Tuesday, October 20, 2009
Yea....It's late.
I can't sleep tonight. Maybe its the cold air that can not be stopped form creeping through my window. Perhaps it is the Bacon cheeseburger reminding me that midnight is far to late to eat a cheeseburger. Maybe it is my willing desire to study Greek at awful hours of the night.... umm most likely not. I like Greek, I really do, but that is just a rabbit trail that I do not feel like traveling down presently. The reason... the real reason, is that nagging reminder of what happened four years prior to today. As I lay here on my couch, bundled under 3 blankets there is still a chill in my spine.
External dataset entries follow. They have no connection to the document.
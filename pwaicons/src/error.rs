/// Failures surfaced by icon generation and packaging.
///
/// Operations return `anyhow::Result`; callers that need to branch on the
/// failure kind use `err.downcast_ref::<IconError>()`.
#[derive(Debug, thiserror::Error)]
pub enum IconError {
    #[error("no source image loaded")]
    InputMissing,

    #[error("no icons have been generated")]
    NoBatch,

    #[error("failed to decode image: {0}")]
    DecodeFailure(String),

    #[error("unsupported image type {0}")]
    UnsupportedFormat(String),

    #[error("source image has no pixels ({width}x{height})")]
    EmptySource { width: u32, height: u32 },

    #[error("invalid icon sizes: {0}")]
    InvalidSizes(String),

    #[error("cannot allocate a {size}x{size} raster surface")]
    RasterSurfaceFailure { size: u32 },

    #[error("failed to assemble archive: {0}")]
    ArchiveFailure(String),

    #[error("icon generation was superseded")]
    Cancelled,

    #[error("no {0}x{0} icon in the current batch")]
    UnknownSize(u32),
}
I can still feel the rope around my neck. (Author's pause for readers assurance... I am ok. I promise you, sometimes memories arent remembered but felt.) As I am laying here, fighting sleep, I find myself pushing back the memories. Not forgetting, because one cannot forget such painful things, but more like refusing to call to memory. God has brought to my memory an old hymn, or rather a verse of an old hymn: "My sin, O the bliss, of this glorious thought. My sin, not in part, but the whole, was nailed to the cross and I bear it no more. PRAISE THE LORD, PRAISE THE LORD, OH MY SOUL! It is well, with my soul. It is well, it is well, with my soul."